Accretion of the Netherlands Leeward Antilles volcanic island arc to northern South America (offshore Venezuela) was accompanied by deformation and clockwise block rotation. Structural analysis of Aruba, Curaçao, and Bonaire indicates that they were deformed during at least one ductile event (D1) and three brittle events (F1 − F3). The first deformation phase (D1 and F1) began in the Early Cretaceous, at approximately 110 Ma. Deformation features are consistent with displacement partitioning at the obliquely convergent Caribbean‐Atlantic (proto‐Caribbean) plate boundary. This deformation was accompanied by an approximate 90° clockwise rotation of the forearc terrane.
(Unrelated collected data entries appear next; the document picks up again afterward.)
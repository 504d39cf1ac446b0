#![forbid(unsafe_code)]

pub mod keyboard;
pub mod model;
pub mod time;

pub use time::Clock;
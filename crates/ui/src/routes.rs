use dioxus::prelude::*;
use dioxus_router::{Outlet, Routable};

use crate::views::{FinishedView, QuestionView, StartView};

#[derive(Clone, Routable, PartialEq)]
#[rustfmt::skip]
pub enum Route {
    #[layout(Layout)]
        #[route("/", StartView)] Start {},
        #[route("/question/:ordinal", QuestionView)] Question { ordinal: u32 },
        #[route("/finished", FinishedView)] Finished {},
}

#[component]
fn Layout() -> Element {
    rsx! {
        div { class: "app",
            header { class: "app-header",
                h1 { "Knowledge Test" }
            }
            main { class: "content",
                Outlet::<Route> {}
            }
        }
    }
}
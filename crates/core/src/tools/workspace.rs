//! Candidate file listing for the Locator, honoring `.gitignore`.

use anyhow::Result;
use std::path::Path;

/// Relative file paths of a workspace, sorted
#[derive(Debug, Clone, Default, PartialEq, Eq)]
pub struct WorkspaceListing {
    pub files: Vec<String>,
    /// More files exist than were listed
    pub truncated: bool,
}

/// List at most `limit` files under `root` (async wrapper)
pub async fn list_files(root: &Path, limit: usize) -> Result<WorkspaceListing> {
    let root = root.to_path_buf();

    // The walk is blocking filesystem IO
    tokio::task::spawn_blocking(move || list_files_sync(&root, limit)).await?
}

fn list_files_sync(root: &Path, limit: usize) -> Result<WorkspaceListing> {
    if !root.is_dir() {
        anyhow::bail!("Workspace is not a directory: {:?}", root);
    }

    let walker = ignore::WalkBuilder::new(root)
        .git_ignore(true)
        .sort_by_file_name(|a, b| a.cmp(b))
        .build();

    // One past the limit tells a full listing apart from a cut one.
    let mut files = Vec::new();
    for entry in walker {
        let entry = entry?;
        if !entry.file_type().is_some_and(|t| t.is_file()) {
            continue;
        }
        if let Ok(relative) = entry.path().strip_prefix(root) {
            files.push(relative.to_string_lossy().replace('\\', "/"));
        }
        if files.len() > limit {
            break;
        }
    }

    let truncated = files.len() > limit;
    if truncated {
        tracing::debug!(limit, "Workspace listing truncated");
    }
    files.truncate(limit);
    files.sort();
    Ok(WorkspaceListing { files, truncated })
}

#[cfg(test)]
mod tests {
    use super::*;
    use std::path::PathBuf;

    fn scratch_dir(count: usize) -> PathBuf {
        let dir = std::env::temp_dir().join(format!("conveyor-ws-{}", uuid::Uuid::new_v4()));
        std::fs::create_dir_all(&dir).unwrap();
        for i in 0..count {
            std::fs::write(dir.join(format!("file{i}.txt")), "x").unwrap();
        }
        dir
    }

    #[tokio::test]
    async fn test_lists_crate_files() {
        let root = Path::new(env!("CARGO_MANIFEST_DIR"));
        let listing = list_files(root, 10_000).await.unwrap();
        assert!(listing.files.iter().any(|f| f == "Cargo.toml"));
        assert!(listing.files.iter().any(|f| f == "src/lib.rs"));
        assert!(!listing.truncated);
    }

    #[tokio::test]
    async fn test_limit_marks_truncation() {
        let dir = scratch_dir(3);
        let listing = list_files(&dir, 2).await.unwrap();
        assert_eq!(listing.files.len(), 2);
        assert!(listing.truncated);
        let _ = std::fs::remove_dir_all(dir);
    }

    #[tokio::test]
    async fn test_exactly_limit_is_not_truncated() {
        let dir = scratch_dir(3);
        let listing = list_files(&dir, 3).await.unwrap();
        assert_eq!(listing.files, vec!["file0.txt", "file1.txt", "file2.txt"]);
        assert!(!listing.truncated);
        let _ = std::fs::remove_dir_all(dir);
    }

    #[tokio::test]
    async fn test_missing_root() {
        tokio_test::assert_err!(list_files(Path::new("/definitely/not/here"), 10).await);
    }
}
//! # Fixer Skill
//!
//! One fix cycle: a code-writing pass that sees every failure recorded so far,
//! followed by a fresh verification. Both calls belong to a single Fixing stage.

use super::implementer_skill::{apply_changes, ImplementationOutput, ImplementerSkill};
use super::verifier_skill::{VerificationOutput, VerifierSkill};
use super::SkillContext;
use crate::error::StageError;
use crate::models::AgentTool;
use crate::state::PipelineState;
use crate::swarm::fix_loop::FixLoop;
use crate::swarm::pipeline::Stage;

pub const MAX_TURNS: u32 = 40;

pub struct FixerSkill;

impl FixerSkill {
    /// The implementer prompt plus the accumulated failures
    pub fn build_prompt(state: &PipelineState, fix_loop: &FixLoop) -> Result<String, StageError> {
        let mut prompt = ImplementerSkill::build_prompt(state)?;
        prompt.push_str(&format!(
            "\n## Failing tests (fix attempt {} of {})\n\n\
             Verification failed after the changes above. Make these tests pass:\n\n{}\n",
            fix_loop.iterations(),
            fix_loop.max_iterations(),
            fix_loop.failure_summary()
        ));
        Ok(prompt)
    }

    pub async fn run(
        state: &mut PipelineState,
        ctx: &SkillContext<'_>,
        fix_loop: &FixLoop,
    ) -> Result<VerificationOutput, StageError> {
        let prompt = Self::build_prompt(state, fix_loop)?;
        let mut request = ctx.request(state, Stage::Fixing, prompt, AgentTool::ALL, MAX_TURNS);
        // Keep the conversation that wrote the failing code.
        request.resume_session = state.sessions.latest_code_session().map(String::from);

        let invocation = ctx.invoke::<ImplementationOutput>(request).await?;
        apply_changes(state, Stage::Fixing, invocation);

        VerifierSkill::run(state, ctx).await
    }
}

#[cfg(test)]
mod tests {
    use super::*;
    use crate::models::AgentModel;
    use crate::state::{Plan, PlanStep, TestRecord};
    use crate::swarm::pipeline::PipelineMode;

    #[test]
    fn test_prompt_carries_every_failure() {
        let mut state =
            PipelineState::new("t", "Add greet()", ".", AgentModel::Sonnet, PipelineMode::Full);
        state.plan = Some(Plan {
            summary: "greet".to_string(),
            steps: vec![PlanStep {
                file: "src/lib.rs".to_string(),
                description: "add greet()".to_string(),
            }],
        });

        let mut fix_loop = FixLoop::new(3);
        fix_loop.record(&[TestRecord::failed("tests/greet.rs", "greets", "expected hello")]);
        fix_loop.begin_iteration();
        fix_loop.record(&[TestRecord::failed("tests/greet.rs", "shouts", "expected HELLO")]);
        fix_loop.begin_iteration();

        let prompt = FixerSkill::build_prompt(&state, &fix_loop).unwrap();
        assert!(prompt.contains("1. src/lib.rs: add greet()"));
        assert!(prompt.contains("fix attempt 2 of 3"));
        assert!(prompt.contains("tests/greet.rs::greets: expected hello"));
        assert!(prompt.contains("tests/greet.rs::shouts: expected HELLO"));
    }
}
impl TaskStore {
    /// Open or create the database at `path`
    pub fn open_at<P: AsRef<Path>>(path: P) -> Result<Self> {
        if let Some(parent) = path.as_ref().parent().filter(|p| !p.as_os_str().is_empty()) {
            std::fs::create_dir_all(parent)
                .with_context(|| format!("Failed to create directory {:?}", parent))?;
        }

        let conn = Connection::open(path.as_ref())
            .with_context(|| format!("Failed to open task history at {:?}", path.as_ref()))?;
        Self::with_connection(conn)
    }

    /// Fresh in-memory database
    pub fn open_in_memory() -> Result<Self> {
        let conn = Connection::open_in_memory().context("Failed to open in-memory database")?;
        Self::with_connection(conn)
    }

    fn with_connection(conn: Connection) -> Result<Self> {
        let store = Self {
            conn: Arc::new(Mutex::new(conn)),
        };
        store.run_migrations()?;
        Ok(store)
    }

    fn run_migrations(&self) -> Result<()> {
        let conn = self
            .conn
            .lock()
            .map_err(|e| anyhow::anyhow!("Lock error: {}", e))?;

        conn.execute(
            "CREATE TABLE IF NOT EXISTS schema_version (version INTEGER PRIMARY KEY)",
            [],
        )?;

        let current_version: i32 = conn
            .query_row(
                "SELECT COALESCE(MAX(version), 0) FROM schema_version",
                [],
                |row| row.get(0),
            )
            .unwrap_or(0);

        if current_version < 1 {
            Self::migrate_v1(&conn)?;
            conn.execute(
                "INSERT OR REPLACE INTO schema_version (version) VALUES (?1)",
                [SCHEMA_VERSION],
            )?;
        }

        Ok(())
    }

    fn migrate_v1(conn: &Connection) -> Result<()> {
        conn.execute_batch(
            r#"
            CREATE TABLE IF NOT EXISTS tasks (
                task_id TEXT PRIMARY KEY,
                prompt TEXT NOT NULL,
                mode TEXT NOT NULL,
                status TEXT NOT NULL,
                previous_task_id TEXT,
                tests_json TEXT NOT NULL DEFAULT '[]',
                commit_json TEXT,
                failure_json TEXT,
                finished_at TEXT NOT NULL
            );

            CREATE TABLE IF NOT EXISTS stage_records (
                task_id TEXT NOT NULL REFERENCES tasks(task_id) ON DELETE CASCADE,
                seq INTEGER NOT NULL,
                stage TEXT NOT NULL,
                success INTEGER NOT NULL,
                duration_ms INTEGER NOT NULL,
                error TEXT,
                started_at TEXT NOT NULL,
                PRIMARY KEY (task_id, seq)
            );

            CREATE TABLE IF NOT EXISTS changes (
                task_id TEXT NOT NULL REFERENCES tasks(task_id) ON DELETE CASCADE,
                seq INTEGER NOT NULL,
                file TEXT NOT NULL,
                action TEXT NOT NULL,
                summary TEXT NOT NULL,
                PRIMARY KEY (task_id, seq)
            );

            CREATE TABLE IF NOT EXISTS sessions (
                task_id TEXT NOT NULL REFERENCES tasks(task_id) ON DELETE CASCADE,
                stage TEXT NOT NULL,
                session_id TEXT NOT NULL,
                PRIMARY KEY (task_id, stage)
            );

            CREATE INDEX IF NOT EXISTS idx_tasks_finished_at ON tasks(finished_at);
            "#,
        )?;
        Ok(())
    }

    /// Persist a terminal report, replacing any earlier copy
    pub fn save_report(&self, report: &TaskReport) -> Result<()> {
        let mut conn = self
            .conn
            .lock()
            .map_err(|e| anyhow::anyhow!("Lock error: {}", e))?;
        let tx = conn.transaction()?;

        for table in ["stage_records", "changes", "sessions", "tasks"] {
            tx.execute(
                &format!("DELETE FROM {} WHERE task_id = ?1", table),
                params![report.task_id],
            )?;
        }

        tx.execute(
            r#"
            INSERT INTO tasks (task_id, prompt, mode, status, previous_task_id,
                               tests_json, commit_json, failure_json, finished_at)
            VALUES (?1, ?2, ?3, ?4, ?5, ?6, ?7, ?8, ?9)
            "#,
            params![
                report.task_id,
                report.prompt,
                report.mode.as_str(),
                status_str(report.status),
                report.previous_task_id,
                serde_json::to_string(&report.tests)?,
                report.commit.as_ref().map(serde_json::to_string).transpose()?,
                report.failure.as_ref().map(serde_json::to_string).transpose()?,
                report.finished_at.to_rfc3339(),
            ],
        )?;

        for (seq, record) in report.stages.iter().enumerate() {
            tx.execute(
                r#"
                INSERT INTO stage_records (task_id, seq, stage, success, duration_ms, error, started_at)
                VALUES (?1, ?2, ?3, ?4, ?5, ?6, ?7)
                "#,
                params![
                    report.task_id,
                    seq as i64,
                    record.stage.as_str(),
                    record.success,
                    record.duration_ms as i64,
                    record.error,
                    record.started_at.to_rfc3339(),
                ],
            )?;
        }

        for (seq, change) in report.changes.iter().enumerate() {
            tx.execute(
                "INSERT INTO changes (task_id, seq, file, action, summary) VALUES (?1, ?2, ?3, ?4, ?5)",
                params![
                    report.task_id,
                    seq as i64,
                    change.file,
                    change.action.as_str(),
                    change.summary
                ],
            )?;
        }

        for (stage, session_id) in report.sessions.entries() {
            tx.execute(
                "INSERT INTO sessions (task_id, stage, session_id) VALUES (?1, ?2, ?3)",
                params![report.task_id, stage.as_str(), session_id],
            )?;
        }

        tx.commit()?;
        tracing::debug!(task_id = %report.task_id, "Saved task report");
        Ok(())
    }

    /// Load a report by task id
    pub fn load_report(&self, task_id: &str) -> Result<Option<TaskReport>> {
        let conn = self
            .conn
            .lock()
            .map_err(|e| anyhow::anyhow!("Lock error: {}", e))?;

        let row = conn
            .query_row(
                r#"
                SELECT prompt, mode, status, previous_task_id, tests_json,
                       commit_json, failure_json, finished_at
                FROM tasks WHERE task_id = ?1
                "#,
                params![task_id],
                |row| {
                    Ok((
                        row.get::<_, String>(0)?,
                        row.get::<_, String>(1)?,
                        row.get::<_, String>(2)?,
                        row.get::<_, Option<String>>(3)?,
                        row.get::<_, String>(4)?,
                        row.get::<_, Option<String>>(5)?,
                        row.get::<_, Option<String>>(6)?,
                        row.get::<_, String>(7)?,
                    ))
                },
            )
            .optional()?;

        let Some((prompt, mode, status, previous_task_id, tests, commit, failure, finished_at)) =
            row
        else {
            return Ok(None);
        };

        let stages = Self::load_stage_records(&conn, task_id)?;
        let changes = Self::load_changes(&conn, task_id)?;
        let sessions = Self::load_sessions(&conn, task_id)?;

        Ok(Some(TaskReport {
            task_id: task_id.to_string(),
            prompt,
            mode: mode.parse().map_err(|e: String| anyhow::anyhow!(e))?,
            status: parse_status(&status)?,
            stages,
            changes,
            tests: serde_json::from_str(&tests).context("Corrupt tests_json")?,
            commit: commit
                .map(|c| serde_json::from_str(&c))
                .transpose()
                .context("Corrupt commit_json")?,
            sessions,
            previous_task_id,
            failure: failure
                .map(|f| serde_json::from_str(&f))
                .transpose()
                .context("Corrupt failure_json")?,
            finished_at: parse_time(&finished_at)?,
        }))
    }

    /// Continuation context for a finished task
    pub fn load_previous_context(&self, task_id: &str) -> Result<Option<PreviousTaskContext>> {
        Ok(self
            .load_report(task_id)?
            .map(|report| report.to_previous_context()))
    }

    /// Most recently finished tasks first
    pub fn list_recent(&self, limit: usize) -> Result<Vec<TaskSummary>> {
        let conn = self
            .conn
            .lock()
            .map_err(|e| anyhow::anyhow!("Lock error: {}", e))?;

        let mut stmt = conn.prepare(
            r#"
            SELECT task_id, prompt, mode, status, previous_task_id, finished_at
            FROM tasks ORDER BY finished_at DESC, rowid DESC LIMIT ?1
            "#,
        )?;
        let rows = stmt.query_map(params![limit as i64], |row| {
            Ok((
                row.get::<_, String>(0)?,
                row.get::<_, String>(1)?,
                row.get::<_, String>(2)?,
                row.get::<_, String>(3)?,
                row.get::<_, Option<String>>(4)?,
                row.get::<_, String>(5)?,
            ))
        })?;

        let mut summaries = Vec::new();
        for row in rows {
            let (task_id, prompt, mode, status, previous_task_id, finished_at) = row?;
            summaries.push(TaskSummary {
                task_id,
                prompt,
                mode: mode.parse().map_err(|e: String| anyhow::anyhow!(e))?,
                status: parse_status(&status)?,
                previous_task_id,
                finished_at: parse_time(&finished_at)?,
            });
        }
        Ok(summaries)
    }

    fn load_stage_records(conn: &Connection, task_id: &str) -> Result<Vec<StageRecord>> {
        let mut stmt = conn.prepare(
            r#"
            SELECT stage, success, duration_ms, error, started_at
            FROM stage_records WHERE task_id = ?1 ORDER BY seq
            "#,
        )?;
        let rows = stmt.query_map(params![task_id], |row| {
            Ok((
                row.get::<_, String>(0)?,
                row.get::<_, bool>(1)?,
                row.get::<_, i64>(2)?,
                row.get::<_, Option<String>>(3)?,
                row.get::<_, String>(4)?,
            ))
        })?;

        let mut records = Vec::new();
        for row in rows {
            let (stage, success, duration_ms, error, started_at) = row?;
            records.push(StageRecord {
                stage: stage.parse::<Stage>().map_err(|e| anyhow::anyhow!(e))?,
                success,
                duration_ms: duration_ms.max(0) as u64,
                error,
                started_at: parse_time(&started_at)?,
            });
        }
        Ok(records)
    }

    fn load_changes(conn: &Connection, task_id: &str) -> Result<Vec<ChangeRecord>> {
        let mut stmt = conn
            .prepare("SELECT file, action, summary FROM changes WHERE task_id = ?1 ORDER BY seq")?;
        let rows = stmt.query_map(params![task_id], |row| {
            Ok((
                row.get::<_, String>(0)?,
                row.get::<_, String>(1)?,
                row.get::<_, String>(2)?,
            ))
        })?;

        let mut changes = Vec::new();
        for row in rows {
            let (file, action, summary) = row?;
            let action = action.parse().map_err(|e: String| anyhow::anyhow!(e))?;
            changes.push(ChangeRecord::new(file, action, summary));
        }
        Ok(changes)
    }

    fn load_sessions(conn: &Connection, task_id: &str) -> Result<SessionIds> {
        let mut stmt = conn.prepare("SELECT stage, session_id FROM sessions WHERE task_id = ?1")?;
        let rows = stmt.query_map(params![task_id], |row| {
            Ok((row.get::<_, String>(0)?, row.get::<_, String>(1)?))
        })?;

        let mut sessions = SessionIds::default();
        for row in rows {
            let (stage, session_id) = row?;
            let stage: Stage = stage.parse().map_err(|e: String| anyhow::anyhow!(e))?;
            sessions.set(stage, session_id);
        }
        Ok(sessions)
    }
}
The onset of the second phase of deformation (F2) occurred in the Eocene (∼55 Ma), also accompanied by a small amount of rotation, and structures are consistent with wrench tectonics in a pull‐apart regime. This coincided with the collision of the Caribbean plate with the Great Bahama Bank and the initiation of convergence between North and South America. The youngest deformation structures and rotation (F3) are also associated with wrench faulting. Likely, motion along the Oca fault and the Caribbean plate transform fault initiated a major restraining bend in the late Paleogene. Beginning ∼12 Ma, the northeastward escape of the Maracaibo block further increased the complexity of tectonism at the Caribbean–South American plate boundary. Deformation structures are consistent with a total of 135° clockwise rotation of the Leeward Antilles islands and regional diachronous deformation from west to east since the Early Cretaceous.